(Saved data entries)

● ● ●

//! Job status polling.
//!
//! A small state machine: a job starts `Pending` and moves to exactly one of
//! `Succeeded`, `Failed` or `TimedOut`. One status query is in flight at a
//! time; the wait between queries grows from the base interval up to the
//! cap, and every wait and query is clamped to what is left of the
//! wall-clock ceiling.

use std::sync::Arc;
use std::time::Duration;

use tokio::time::Instant;
use tracing::{debug, warn};
use vgen_client::{ApiEnvelope, RecordInfo};
use vgen_models::{GenerationResult, JobHandle, JobStatus};

use crate::config::PollConfig;
use crate::error::{WorkerError, WorkerResult};
use crate::logging::JobLogger;
use crate::metrics;
use crate::submitter::{RenderService, INSUFFICIENT_BALANCE_CODE};

/// Remote `successFlag` values.
pub mod flags {
    pub const RUNNING: i64 = 0;
    pub const SUCCESS: i64 = 1;
    pub const CREATE_FAILED: i64 = 2;
    pub const GENERATE_FAILED: i64 = 3;
}

/// Consecutive transport failures logged at warn level before suppression.
const MAX_LOGGED_QUERY_FAILURES: u32 = 3;

/// Poller state.
#[derive(Debug, Clone, PartialEq)]
pub enum PollState {
    Pending,
    Succeeded(GenerationResult),
    Failed { code: i64, message: String },
    TimedOut { elapsed: Duration },
}

impl PollState {
    pub fn status(&self) -> JobStatus {
        match self {
            PollState::Pending => JobStatus::Pending,
            PollState::Succeeded(_) => JobStatus::Succeeded,
            PollState::Failed { .. } => JobStatus::Failed,
            PollState::TimedOut { .. } => JobStatus::TimedOut,
        }
    }

    pub fn is_terminal(&self) -> bool {
        self.status().is_terminal()
    }

    /// Terminal state as the caller-facing result.
    pub fn into_result(self, handle: &JobHandle) -> WorkerResult<GenerationResult> {
        match self {
            PollState::Succeeded(result) => Ok(result),
            PollState::Failed { code, message } if code == INSUFFICIENT_BALANCE_CODE => {
                Err(WorkerError::insufficient_balance(message))
            }
            PollState::Failed { code, message } => Err(WorkerError::JobFailed { code, message }),
            PollState::TimedOut { elapsed } => Err(WorkerError::PollTimedOut {
                job_id: handle.id().to_string(),
                elapsed_secs: elapsed.as_secs(),
            }),
            PollState::Pending => Err(WorkerError::malformed("poll ended without a terminal state")),
        }
    }
}

/// Interpret one status response.
///
/// Errors only for a fatal inconsistency (success without a locator, or a
/// flag outside the known set).
pub fn interpret_status(handle: &JobHandle, envelope: ApiEnvelope<RecordInfo>) -> WorkerResult<PollState> {
    if !envelope.is_success() {
        return Ok(PollState::Failed {
            code: envelope.code,
            message: envelope.message(),
        });
    }

    let info = envelope.data.unwrap_or_default();
    match info.success_flag.unwrap_or(flags::RUNNING) {
        flags::RUNNING => Ok(PollState::Pending),
        flags::SUCCESS => GenerationResult::new(handle.id().clone(), info.result_urls())
            .map(PollState::Succeeded)
            .ok_or_else(|| WorkerError::malformed("job succeeded without a result locator")),
        flag @ (flags::CREATE_FAILED | flags::GENERATE_FAILED) => {
            let default_message = if flag == flags::CREATE_FAILED {
                "task creation failed"
            } else {
                "generation failed"
            };
            let message = info
                .error_message
                .filter(|m| !m.trim().is_empty())
                .unwrap_or_else(|| default_message.to_string());
            Ok(PollState::Failed { code: flag, message })
        }
        other => Err(WorkerError::malformed(format!("unknown status flag {}", other))),
    }
}

/// Suppresses log spam from repeated transport failures.
#[derive(Debug, Default)]
struct QueryFailureTracker {
    consecutive_failures: u32,
}

impl QueryFailureTracker {
    fn record_success(&mut self) {
        if self.consecutive_failures > MAX_LOGGED_QUERY_FAILURES {
            debug!(
                "Status queries recovered after {} consecutive failures",
                self.consecutive_failures
            );
        }
        self.consecutive_failures = 0;
    }

    /// Returns `true` if this failure should be logged.
    fn record_failure(&mut self) -> bool {
        self.consecutive_failures += 1;
        self.consecutive_failures <= MAX_LOGGED_QUERY_FAILURES
    }
}

/// Polls a submitted job until it reaches a terminal state.
#[derive(Clone)]
pub struct JobPoller {
    service: Arc<dyn RenderService>,
    config: PollConfig,
}

impl JobPoller {
    pub fn new(service: Arc<dyn RenderService>, config: PollConfig) -> Self {
        Self { service, config }
    }

    pub fn config(&self) -> &PollConfig {
        &self.config
    }

    /// Poll until success, failure or the ceiling.
    pub async fn poll(&self, handle: &JobHandle) -> WorkerResult<GenerationResult> {
        self.run(handle).await?.into_result(handle)
    }

    /// Drive the state machine to a terminal [`PollState`].
    pub async fn run(&self, handle: &JobHandle) -> WorkerResult<PollState> {
        let logger = JobLogger::new(handle.id(), "poll");
        logger.log_start(&format!(
            "polling every {:?}..{:?}, ceiling {:?}",
            self.config.base_interval, self.config.max_interval, self.config.timeout
        ));

        let started = Instant::now();
        let deadline = started + self.config.timeout;
        let mut queries: u32 = 0;
        let mut failures = QueryFailureTracker::default();

        let state = loop {
            let remaining = deadline.saturating_duration_since(Instant::now());
            if remaining.is_zero() {
                break PollState::TimedOut {
                    elapsed: started.elapsed(),
                };
            }

            queries += 1;
            match tokio::time::timeout(remaining, self.service.status(handle.id())).await {
                Err(_) => {
                    logger.log_warning("status query cut off by the poll ceiling");
                    continue;
                }
                Ok(Err(e)) => {
                    if failures.record_failure() {
                        logger.log_warning(&format!("status query {} failed: {}", queries, e));
                    }
                }
                Ok(Ok(envelope)) => {
                    failures.record_success();
                    let state = match interpret_status(handle, envelope) {
                        Ok(state) => state,
                        Err(e) => {
                            logger.log_error(&e.to_string());
                            metrics::record_poll_finished("malformed", queries, started.elapsed().as_secs_f64());
                            return Err(e);
                        }
                    };
                    if state.is_terminal() {
                        break state;
                    }
                    logger.log_progress(queries, started.elapsed().as_millis(), "still running");
                }
            }

            let delay = self
                .config
                .delay_for_attempt(queries - 1)
                .min(deadline.saturating_duration_since(Instant::now()));
            if !delay.is_zero() {
                tokio::time::sleep(delay).await;
            }
        };

        let elapsed = started.elapsed();
        metrics::record_poll_finished(state.status().as_str(), queries, elapsed.as_secs_f64());
        match &state {
            PollState::Succeeded(result) => logger.log_completion(&format!(
                "{} locator(s) after {} queries",
                result.locators().len(),
                queries
            )),
            PollState::Failed { code, message } => {
                logger.log_error(&format!("remote failure {}: {}", code, message))
            }
            PollState::TimedOut { elapsed } => {
                warn!(job_id = %handle.id(), queries, elapsed_ms = elapsed.as_millis() as u64, "Poll ceiling reached");
            }
            PollState::Pending => {}
        }

        Ok(state)
    }
}

impl std::fmt::Debug for JobPoller {
    fn fmt(&self, f: &mut std::fmt::Formatter<'_>) -> std::fmt::Result {
        f.debug_struct("JobPoller").field("config", &self.config).finish()
    }
}

#[cfg(test)]
mod tests {
    use super::*;
    use async_trait::async_trait;
    use std::collections::VecDeque;
    use std::sync::atomic::{AtomicU32, Ordering};
    use std::sync::Mutex;
    use vgen_client::{ClientError, ClientResult, RecordResponse, SubmitData, SubmitRequest};
    use vgen_models::JobId;

    type StatusReply = ClientResult<ApiEnvelope<RecordInfo>>;

    fn running() -> StatusReply {
        Ok(record(200, Some(flags::RUNNING), vec![], None))
    }

    fn record(code: i64, flag: Option<i64>, urls: Vec<&str>, error: Option<&str>) -> ApiEnvelope<RecordInfo> {
        ApiEnvelope {
            code,
            msg: Some(if code == 200 { "success" } else { "rejected" }.to_string()),
            data: Some(RecordInfo {
                job_id: Some("job-1".into()),
                success_flag: flag,
                response: Some(RecordResponse {
                    result_urls: Some(urls.into_iter().map(str::to_string).collect()),
                }),
                error_code: None,
                error_message: error.map(str::to_string),
            }),
        }
    }

    /// Replies from a script, then "running" forever.
    struct Scripted {
        replies: Mutex<VecDeque<StatusReply>>,
        calls: AtomicU32,
        hang: bool,
    }

    impl Scripted {
        fn new(replies: Vec<StatusReply>) -> Arc<Self> {
            Arc::new(Self {
                replies: Mutex::new(replies.into()),
                calls: AtomicU32::new(0),
                hang: false,
            })
        }

        fn calls(&self) -> u32 {
            self.calls.load(Ordering::SeqCst)
        }
    }

    #[async_trait]
    impl RenderService for Scripted {
        async fn submit(&self, _request: &SubmitRequest) -> ClientResult<ApiEnvelope<SubmitData>> {
            unreachable!("poller never submits")
        }

        async fn status(&self, _job_id: &JobId) -> StatusReply {
            self.calls.fetch_add(1, Ordering::SeqCst);
            if self.hang {
                std::future::pending::<()>().await;
            }
            let next = self.replies.lock().unwrap().pop_front();
            next.unwrap_or_else(running)
        }
    }

    fn poller(service: Arc<Scripted>) -> JobPoller {
        JobPoller::new(service, PollConfig::default())
    }

    #[tokio::test(start_paused = true)]
    async fn test_success_after_running() {
        let service = Scripted::new(vec![
            running(),
            running(),
            Ok(record(200, Some(flags::SUCCESS), vec!["https://cdn/v.mp4"], None)),
        ]);
        let handle = JobHandle::new("job-1");

        let started = Instant::now();
        let result = poller(service.clone()).poll(&handle).await.unwrap();

        assert_eq!(result.locators(), ["https://cdn/v.mp4".to_string()]);
        assert_eq!(service.calls(), 3);
        // 3s + 3.6s of backoff before the third query
        let waited = started.elapsed().as_secs_f64();
        assert!((waited - 6.6).abs() < 0.01, "waited {waited}");
    }

    #[tokio::test(start_paused = true)]
    async fn test_always_running_times_out_near_ceiling() {
        let service = Scripted::new(vec![]);
        let handle = JobHandle::new("job-1");

        let started = Instant::now();
        let err = poller(service.clone()).poll(&handle).await.unwrap_err();
        let elapsed = started.elapsed();

        assert!(matches!(err, WorkerError::PollTimedOut { elapsed_secs: 120, .. }));
        assert!(elapsed >= Duration::from_secs(120));
        assert!(elapsed <= Duration::from_secs(150), "elapsed {elapsed:?}");
        assert!(service.calls() > 5);
    }

    #[tokio::test(start_paused = true)]
    async fn test_hanging_query_is_clamped() {
        let service = Arc::new(Scripted {
            replies: Mutex::new(VecDeque::new()),
            calls: AtomicU32::new(0),
            hang: true,
        });
        let handle = JobHandle::new("job-1");

        let started = Instant::now();
        let state = poller(service.clone()).run(&handle).await.unwrap();

        assert_eq!(state.status(), JobStatus::TimedOut);
        assert!(started.elapsed() <= Duration::from_secs(150));
        assert_eq!(service.calls(), 1);
    }

    #[tokio::test(start_paused = true)]
    async fn test_transport_error_is_not_terminal() {
        let service = Scripted::new(vec![
            Err(ClientError::ServiceUnavailable("reset".into())),
            Ok(record(200, Some(flags::SUCCESS), vec!["https://cdn/a.mp4"], None)),
        ]);
        let handle = JobHandle::new("job-1");

        let result = poller(service.clone()).poll(&handle).await.unwrap();
        assert_eq!(result.primary_locator(), "https://cdn/a.mp4");
        assert_eq!(service.calls(), 2);
    }

    #[tokio::test(start_paused = true)]
    async fn test_remote_failure_keeps_message() {
        let service = Scripted::new(vec![Ok(record(
            200,
            Some(flags::GENERATE_FAILED),
            vec![],
            Some("content policy violation"),
        ))]);
        let handle = JobHandle::new("job-1");

        let err = poller(service).poll(&handle).await.unwrap_err();
        assert!(matches!(
            err,
            WorkerError::JobFailed { code: 3, ref message } if message == "content policy violation"
        ));
    }

    #[tokio::test(start_paused = true)]
    async fn test_success_without_locator_is_fatal() {
        let service = Scripted::new(vec![Ok(record(200, Some(flags::SUCCESS), vec![""], None))]);
        let handle = JobHandle::new("job-1");

        let err = poller(service.clone()).poll(&handle).await.unwrap_err();
        assert!(matches!(err, WorkerError::MalformedResponse(_)));
        assert_eq!(service.calls(), 1);
    }

    #[test]
    fn test_interpret_status() {
        let handle = JobHandle::new("job-1");

        let state = interpret_status(&handle, record(200, Some(flags::CREATE_FAILED), vec![], None)).unwrap();
        assert_eq!(
            state,
            PollState::Failed {
                code: 2,
                message: "task creation failed".into()
            }
        );

        let rejected = interpret_status(&handle, record(500, None, vec![], None)).unwrap();
        assert_eq!(rejected.status(), JobStatus::Failed);

        let balance = interpret_status(&handle, record(402, None, vec![], None))
            .unwrap()
            .into_result(&handle)
            .unwrap_err();
        assert!(balance.is_insufficient_balance());

        assert!(interpret_status(&handle, record(200, Some(9), vec![], None)).is_err());
        assert_eq!(
            interpret_status(&handle, record(200, None, vec![], None)).unwrap(),
            PollState::Pending
        );
    }
}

● ● ●

Activity
Please copy the lines in the records above between the one holding "#[derive(Clone)]" and the one holding "Drive the state", inclusive, exactly and with no other line.

Result for this task
#[derive(Clone)]
pub struct JobPoller {
    service: Arc<dyn RenderService>,
    config: PollConfig,
}

impl JobPoller {
    pub fn new(service: Arc<dyn RenderService>, config: PollConfig) -> Self {
        Self { service, config }
    }

    pub fn config(&self) -> &PollConfig {
        &self.config
    }

    /// Poll until success, failure or the ceiling.
    pub async fn poll(&self, handle: &JobHandle) -> WorkerResult<GenerationResult> {
        self.run(handle).await?.into_result(handle)
    }

    /// Drive the state machine to a terminal [`PollState`].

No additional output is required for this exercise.